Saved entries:
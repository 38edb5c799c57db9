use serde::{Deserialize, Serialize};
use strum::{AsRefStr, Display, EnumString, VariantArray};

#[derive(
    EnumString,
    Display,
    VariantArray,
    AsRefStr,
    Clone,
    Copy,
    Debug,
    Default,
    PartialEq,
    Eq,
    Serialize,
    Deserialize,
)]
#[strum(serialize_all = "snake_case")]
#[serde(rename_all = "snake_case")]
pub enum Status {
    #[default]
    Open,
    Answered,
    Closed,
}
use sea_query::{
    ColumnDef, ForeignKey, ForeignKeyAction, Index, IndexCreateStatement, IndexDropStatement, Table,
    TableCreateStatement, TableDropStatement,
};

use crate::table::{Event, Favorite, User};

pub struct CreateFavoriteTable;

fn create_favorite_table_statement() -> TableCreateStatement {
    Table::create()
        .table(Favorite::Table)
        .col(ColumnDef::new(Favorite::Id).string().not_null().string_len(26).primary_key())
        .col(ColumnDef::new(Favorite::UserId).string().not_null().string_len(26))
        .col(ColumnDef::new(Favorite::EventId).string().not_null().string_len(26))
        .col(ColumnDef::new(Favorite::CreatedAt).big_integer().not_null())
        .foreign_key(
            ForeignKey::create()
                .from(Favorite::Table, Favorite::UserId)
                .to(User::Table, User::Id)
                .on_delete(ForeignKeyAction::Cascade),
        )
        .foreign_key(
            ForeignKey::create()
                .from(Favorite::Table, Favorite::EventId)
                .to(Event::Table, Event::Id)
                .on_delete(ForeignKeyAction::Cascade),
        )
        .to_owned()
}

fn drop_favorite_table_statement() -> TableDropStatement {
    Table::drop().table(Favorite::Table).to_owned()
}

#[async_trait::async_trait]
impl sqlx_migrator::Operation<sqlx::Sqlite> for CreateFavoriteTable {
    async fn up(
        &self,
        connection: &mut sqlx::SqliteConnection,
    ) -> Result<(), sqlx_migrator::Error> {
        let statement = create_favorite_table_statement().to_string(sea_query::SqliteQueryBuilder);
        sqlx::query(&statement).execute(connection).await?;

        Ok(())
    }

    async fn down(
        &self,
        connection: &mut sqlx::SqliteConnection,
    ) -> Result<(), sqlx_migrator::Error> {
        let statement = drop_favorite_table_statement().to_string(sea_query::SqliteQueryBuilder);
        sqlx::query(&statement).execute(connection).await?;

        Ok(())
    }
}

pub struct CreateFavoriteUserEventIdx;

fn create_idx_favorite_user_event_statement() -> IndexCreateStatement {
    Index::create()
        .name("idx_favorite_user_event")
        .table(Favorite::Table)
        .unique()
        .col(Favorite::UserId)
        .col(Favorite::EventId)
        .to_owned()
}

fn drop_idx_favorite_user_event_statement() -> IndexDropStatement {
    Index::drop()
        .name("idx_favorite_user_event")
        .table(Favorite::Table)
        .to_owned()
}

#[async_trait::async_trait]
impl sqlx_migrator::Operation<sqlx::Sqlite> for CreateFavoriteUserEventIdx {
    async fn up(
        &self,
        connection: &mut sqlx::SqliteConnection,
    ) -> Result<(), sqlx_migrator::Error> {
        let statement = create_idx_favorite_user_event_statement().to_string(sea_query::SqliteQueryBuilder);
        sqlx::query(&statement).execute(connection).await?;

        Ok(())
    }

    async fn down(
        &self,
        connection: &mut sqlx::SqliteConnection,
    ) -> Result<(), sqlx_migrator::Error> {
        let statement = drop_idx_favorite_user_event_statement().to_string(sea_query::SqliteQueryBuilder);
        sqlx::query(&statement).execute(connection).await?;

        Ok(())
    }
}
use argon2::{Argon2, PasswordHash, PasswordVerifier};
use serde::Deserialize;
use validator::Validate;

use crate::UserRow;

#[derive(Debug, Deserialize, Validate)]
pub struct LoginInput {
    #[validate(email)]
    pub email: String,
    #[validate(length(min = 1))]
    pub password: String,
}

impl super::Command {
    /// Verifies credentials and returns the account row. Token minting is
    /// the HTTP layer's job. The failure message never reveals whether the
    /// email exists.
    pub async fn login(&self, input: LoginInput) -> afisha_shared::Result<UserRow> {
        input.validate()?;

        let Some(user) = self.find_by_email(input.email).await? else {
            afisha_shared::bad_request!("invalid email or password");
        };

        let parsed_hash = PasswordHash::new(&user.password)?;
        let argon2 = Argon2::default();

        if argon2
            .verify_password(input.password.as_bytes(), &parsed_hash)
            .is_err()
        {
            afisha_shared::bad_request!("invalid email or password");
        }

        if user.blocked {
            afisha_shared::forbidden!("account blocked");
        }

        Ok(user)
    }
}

Requirement: All of the entries need to be reproduced exactly; please write them out.

Exercise answer:
repository 38edb5c799c57db9
use serde::{Deserialize, Serialize};
use strum::{AsRefStr, Display, EnumString, VariantArray};

#[derive(
    EnumString,
    Display,
    VariantArray,
    AsRefStr,
    Clone,
    Copy,
    Debug,
    Default,
    PartialEq,
    Eq,
    Serialize,
    Deserialize,
)]
#[strum(serialize_all = "snake_case")]
#[serde(rename_all = "snake_case")]
pub enum Status {
    #[default]
    Open,
    Answered,
    Closed,
}
use sea_query::{
    ColumnDef, ForeignKey, ForeignKeyAction, Index, IndexCreateStatement, IndexDropStatement, Table,
    TableCreateStatement, TableDropStatement,
};

use crate::table::{Event, Favorite, User};

pub struct CreateFavoriteTable;

fn create_favorite_table_statement() -> TableCreateStatement {
    Table::create()
        .table(Favorite::Table)
        .col(ColumnDef::new(Favorite::Id).string().not_null().string_len(26).primary_key())
        .col(ColumnDef::new(Favorite::UserId).string().not_null().string_len(26))
        .col(ColumnDef::new(Favorite::EventId).string().not_null().string_len(26))
        .col(ColumnDef::new(Favorite::CreatedAt).big_integer().not_null())
        .foreign_key(
            ForeignKey::create()
                .from(Favorite::Table, Favorite::UserId)
                .to(User::Table, User::Id)
                .on_delete(ForeignKeyAction::Cascade),
        )
        .foreign_key(
            ForeignKey::create()
                .from(Favorite::Table, Favorite::EventId)
                .to(Event::Table, Event::Id)
                .on_delete(ForeignKeyAction::Cascade),
        )
        .to_owned()
}

fn drop_favorite_table_statement() -> TableDropStatement {
    Table::drop().table(Favorite::Table).to_owned()
}

#[async_trait::async_trait]
impl sqlx_migrator::Operation<sqlx::Sqlite> for CreateFavoriteTable {
    async fn up(
        &self,
        connection: &mut sqlx::SqliteConnection,
    ) -> Result<(), sqlx_migrator::Error> {
        let statement = create_favorite_table_statement().to_string(sea_query::SqliteQueryBuilder);
        sqlx::query(&statement).execute(connection).await?;

        Ok(())
    }

    async fn down(
        &self,
        connection: &mut sqlx::SqliteConnection,
    ) -> Result<(), sqlx_migrator::Error> {
        let statement = drop_favorite_table_statement().to_string(sea_query::SqliteQueryBuilder);
        sqlx::query(&statement).execute(connection).await?;

        Ok(())
    }
}

pub struct CreateFavoriteUserEventIdx;

fn create_idx_favorite_user_event_statement() -> IndexCreateStatement {
    Index::create()
        .name("idx_favorite_user_event")
        .table(Favorite::Table)
        .unique()
        .col(Favorite::UserId)
        .col(Favorite::EventId)
        .to_owned()
}

fn drop_idx_favorite_user_event_statement() -> IndexDropStatement {
    Index::drop()
        .name("idx_favorite_user_event")
        .table(Favorite::Table)
        .to_owned()
}

#[async_trait::async_trait]
impl sqlx_migrator::Operation<sqlx::Sqlite> for CreateFavoriteUserEventIdx {
    async fn up(
        &self,
        connection: &mut sqlx::SqliteConnection,
    ) -> Result<(), sqlx_migrator::Error> {
        let statement = create_idx_favorite_user_event_statement().to_string(sea_query::SqliteQueryBuilder);
        sqlx::query(&statement).execute(connection).await?;

        Ok(())
    }

    async fn down(
        &self,
        connection: &mut sqlx::SqliteConnection,
    ) -> Result<(), sqlx_migrator::Error> {
        let statement = drop_idx_favorite_user_event_statement().to_string(sea_query::SqliteQueryBuilder);
        sqlx::query(&statement).execute(connection).await?;

        Ok(())
    }
}
use argon2::{Argon2, PasswordHash, PasswordVerifier};
use serde::Deserialize;
use validator::Validate;

use crate::UserRow;

#[derive(Debug, Deserialize, Validate)]
pub struct LoginInput {
    #[validate(email)]
    pub email: String,
    #[validate(length(min = 1))]
    pub password: String,
}

impl super::Command {
    /// Verifies credentials and returns the account row. Token minting is
    /// the HTTP layer's job. The failure message never reveals whether the
    /// email exists.
    pub async fn login(&self, input: LoginInput) -> afisha_shared::Result<UserRow> {
        input.validate()?;

        let Some(user) = self.find_by_email(input.email).await? else {
            afisha_shared::bad_request!("invalid email or password");
        };

        let parsed_hash = PasswordHash::new(&user.password)?;
        let argon2 = Argon2::default();

        if argon2
            .verify_password(input.password.as_bytes(), &parsed_hash)
            .is_err()
        {
            afisha_shared::bad_request!("invalid email or password");
        }

        if user.blocked {
            afisha_shared::forbidden!("account blocked");
        }

        Ok(user)
    }
}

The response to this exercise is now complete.